Grading on the Curve

compensationSent: August 8
From: CEO
To: Department Heads
Subject: Stack-Ranking Deliverable Department Heads

I want to see all of your rankings for your employees in my inbox by Friday. I know you all disagree with my methodology; however, it’s not up to you. I’ve listened to your arguments and concluded that I was right in the first place. So please adhere to the following procedure:

  1. Evaluate all of your employees with a score of 1–10 based on the following:
    • Timeliness
    • Neatness
    • Ability to be an independent worker (doesn’t ask too many questions)
    • Quantity of work performed on a scale of 1–10 (10 being the highest)
    • Quality of work performed (how many times do you have to correct them?)
    • Overall ability to fit into the team
    • Cultural fit
  2. Take their total score and divide it by seven to get their average, and then do the same for the entire team to get your team average.
  3. The people above the average will get raises; the people below will not.
  4. Then send your data to HR, and he will compile the “team” average to compare. Again, those of you above the curve will be in line for annual raises; the rest will not.

I want to put my reasoning and thought process in writing so that I don’t hear any more feedback about this—ever. This is the final word on the subject.

I learned this method in graduate school for my MBA at Wharton, which we all know is the most elite business school in the US (and probably worldwide). The behaviors I value in performance are listed in the ranking. These are the only things that make sense and make us profitable. If we aren’t profitable, no one gets raises, so it doesn’t matter anyway.

You’ll notice I added the seventh item just because you all would not stop talking about culture, so there you have it. I have no idea how you are going to evaluate this, and frankly, I don’t care as it was never listed in my MBA training at Wharton. So, if you want to drop it altogether, feel free to do so.

I want a competitive culture here, and not everyone is entitled to annual raises—those are entitlements and I refuse to ever start that here. We are a performance-based company, and therefore, only performance above the norm gets rewarded, none below. I gave you all the opportunity to grade your employees and only give raises to A’s and B’s, but you whined so much about the C’s that I took that option off the table. Raises are for winners; losers get nothing. We are not giving out trophies just for showing up. That’s not how business works, and these people need to get used to the real world. And I don’t care if they cry and go work somewhere else—good riddance to them. Let them be someone else’s whiner.

I also do not want to hear any more talk about some of our underperforming teams and that if we rank this way, we are still rewarding the highest of the underperformers. We have to start with something, and if they see that half of their team is getting raises and they are not, maybe they’ll work harder so they can be in that top half of the curve.

Conversely, I also don’t want to hear any more talk from some of you who have over-performing teams, and therefore this isn’t fair because half of your team won’t get a raise, even though you rank them 9s or 10s. You have to have some way to get them to want to be a 10, so don’t reward them for being a 9.

I do realize that no method is completely fair, but this is the one I learned at Wharton; and if it’s good enough for the most elite school in the country, it’s good enough for all of you.

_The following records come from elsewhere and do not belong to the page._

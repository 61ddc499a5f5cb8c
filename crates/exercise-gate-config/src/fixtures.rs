// crates/exercise-gate-config/src/fixtures.rs
// ============================================================================
// Module: Fixture Directory Loading
// Description: Reads `<topic-id>.json` fixture files from a directory.
// Purpose: Let a run replace built-in fixtures without recompiling.
// Dependencies: exercise-gate-core, serde, serde_json
// ============================================================================

//! ## Overview
//! Each file in the fixture directory is named after a topic and holds
//! `{ "topic": "<topic-id>", "fixtures": [...] }`. Files are validated
//! against the topic's existing contract and then replace its fixtures in
//! the catalog. A malformed file degrades only its own topic: the topic is
//! marked rejected and the error is returned alongside the others.

// ============================================================================
// SECTION: Imports
// ============================================================================

use std::fs;
use std::path::Path;
use std::path::PathBuf;

use exercise_gate_core::ContractError;
use exercise_gate_core::Fixture;
use exercise_gate_core::FixtureCatalog;
use exercise_gate_core::TopicId;
use serde::Deserialize;
use serde::Serialize;
use thiserror::Error;

// ============================================================================
// SECTION: Constants
// ============================================================================

/// Maximum fixture file size in bytes.
pub(crate) const MAX_FIXTURE_FILE_SIZE: u64 = 4 * 1024 * 1024;
/// Fixture file extension.
const FIXTURE_EXTENSION: &str = "json";

// ============================================================================
// SECTION: Types
// ============================================================================

/// On-disk fixture file.
#[derive(Debug, Clone, PartialEq, Serialize, Deserialize)]
#[serde(deny_unknown_fields)]
pub struct FixtureFile {
    /// Topic the fixtures belong to; must match the file stem.
    pub topic: TopicId,
    /// Fixtures in verification order.
    pub fixtures: Vec<Fixture>,
}

/// Fixture file failures.
#[derive(Debug, Error)]
pub enum FixtureLoadError {
    /// The file or directory could not be read.
    #[error("fixture io error at {path}: {message}")]
    Io {
        /// Offending path.
        path: PathBuf,
        /// I/O error detail.
        message: String,
    },
    /// The file is not a valid fixture document.
    #[error("fixture parse error at {path}: {message}")]
    Parse {
        /// Offending path.
        path: PathBuf,
        /// Parse error detail.
        message: String,
    },
    /// The declared topic disagrees with the file name or is unknown.
    #[error("fixture topic mismatch at {path}: {message}")]
    TopicMismatch {
        /// Offending path.
        path: PathBuf,
        /// Mismatch detail.
        message: String,
    },
    /// The fixtures violate the topic contract.
    #[error(transparent)]
    Contract(#[from] ContractError),
}

// ============================================================================
// SECTION: Loading
// ============================================================================

/// Reads and parses one fixture file, checking its topic against the file stem.
///
/// # Errors
///
/// Returns [`FixtureLoadError`] when the file cannot be read, exceeds the
/// size limit, fails to parse, or names a different topic.
pub fn read_fixture_file(path: &Path) -> Result<FixtureFile, FixtureLoadError> {
    let io_error = |message: String| FixtureLoadError::Io {
        path: path.to_path_buf(),
        message,
    };
    let size = fs::metadata(path).map_err(|err| io_error(err.to_string()))?.len();
    if size > MAX_FIXTURE_FILE_SIZE {
        return Err(io_error("fixture file exceeds size limit".to_string()));
    }
    let bytes = fs::read(path).map_err(|err| io_error(err.to_string()))?;
    let file: FixtureFile =
        serde_json::from_slice(&bytes).map_err(|err| FixtureLoadError::Parse {
            path: path.to_path_buf(),
            message: err.to_string(),
        })?;
    let stem = path.file_stem().and_then(|stem| stem.to_str()).unwrap_or_default();
    if file.topic.as_str() != stem {
        return Err(FixtureLoadError::TopicMismatch {
            path: path.to_path_buf(),
            message: format!("file declares topic `{}`", file.topic),
        });
    }
    Ok(file)
}

/// Lists fixture files in a directory, sorted by name.
///
/// # Errors
///
/// Returns [`FixtureLoadError::Io`] when the directory cannot be read.
pub fn list_fixture_files(dir: &Path) -> Result<Vec<PathBuf>, FixtureLoadError> {
    let entries = fs::read_dir(dir).map_err(|err| FixtureLoadError::Io {
        path: dir.to_path_buf(),
        message: err.to_string(),
    })?;
    let mut files: Vec<PathBuf> = entries
        .filter_map(Result::ok)
        .map(|entry| entry.path())
        .filter(|path| {
            path.is_file()
                && path.extension().and_then(|ext| ext.to_str()) == Some(FIXTURE_EXTENSION)
        })
        .collect();
    files.sort();
    Ok(files)
}

/// Replaces catalog fixtures with the files found in `dir`.
///
/// Each file is validated against the contract already registered for its
/// topic. Failing files mark their topic rejected and are returned; the
/// remaining files still apply.
///
/// # Errors
///
/// Returns [`FixtureLoadError::Io`] only when the directory itself cannot be
/// read.
pub fn apply_fixture_dir(
    catalog: &mut FixtureCatalog,
    dir: &Path,
) -> Result<Vec<FixtureLoadError>, FixtureLoadError> {
    let mut failures = Vec::new();
    for path in list_fixture_files(dir)? {
        let stem = path.file_stem().and_then(|stem| stem.to_str()).unwrap_or_default();
        let topic_id = TopicId::new(stem);
        if let Err(err) = apply_fixture_file(catalog, &topic_id, &path) {
            if !matches!(err, FixtureLoadError::Contract(_)) {
                catalog.reject(topic_id, err.to_string());
            }
            failures.push(err);
        }
    }
    Ok(failures)
}

/// Loads one file and swaps it into the catalog.
fn apply_fixture_file(
    catalog: &mut FixtureCatalog,
    topic_id: &TopicId,
    path: &Path,
) -> Result<(), FixtureLoadError> {
    let Some(contract) = catalog.contract(topic_id).cloned() else {
        return Err(FixtureLoadError::TopicMismatch {
            path: path.to_path_buf(),
            message: format!("no contract registered for topic `{topic_id}`"),
        });
    };
    let file = read_fixture_file(path)?;
    catalog.insert(contract, file.fixtures)?;
    Ok(())
}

I’ll look forward to seeing your ranking—good luck on getting a raise!

What I say goes,

CEO

LET’S GET REAL

Stack ranking employees was all the rage for a lot of large companies and is still used widely today. It comes in different shapes and sizes, but ultimately, it is not universally regarded as the best way to reward employees. In fact, because it is usually done in complete secrecy, it often has a very negative effect on morale.

First, you want to make sure that all of your employees are paid fairly for the jobs they do. This means there is a range of pay for each position, they know what’s required to move from the low end to the high, and there is visibility about the process. It can’t be done in secret, and, worse yet, it can’t depend on completely subjective factors, such as how much the manager likes someone. That will ultimately get you into legal trouble.

Your ability to get a raise should not be dependent upon how a teammate performs. Employees will not perform well if they are graded on factors outside of their control, including other team members’ performance. They either are or are not doing the job well.

In contrast to what our wrong-headed Wharton CEO claims, knowing they will not get a raise, even though they are performing at their peak, will not inspire anyone and will cause them to leave or, worse, become a cultural terrorist inside the organization. If they are a chronic underperformer on an underperforming team and get a raise, what is their inspiration to do better?

Pay needs to be fair. Performance needs to be evaluated fairly. Employees are much happier and perform better when both of these are carefully considered and implemented.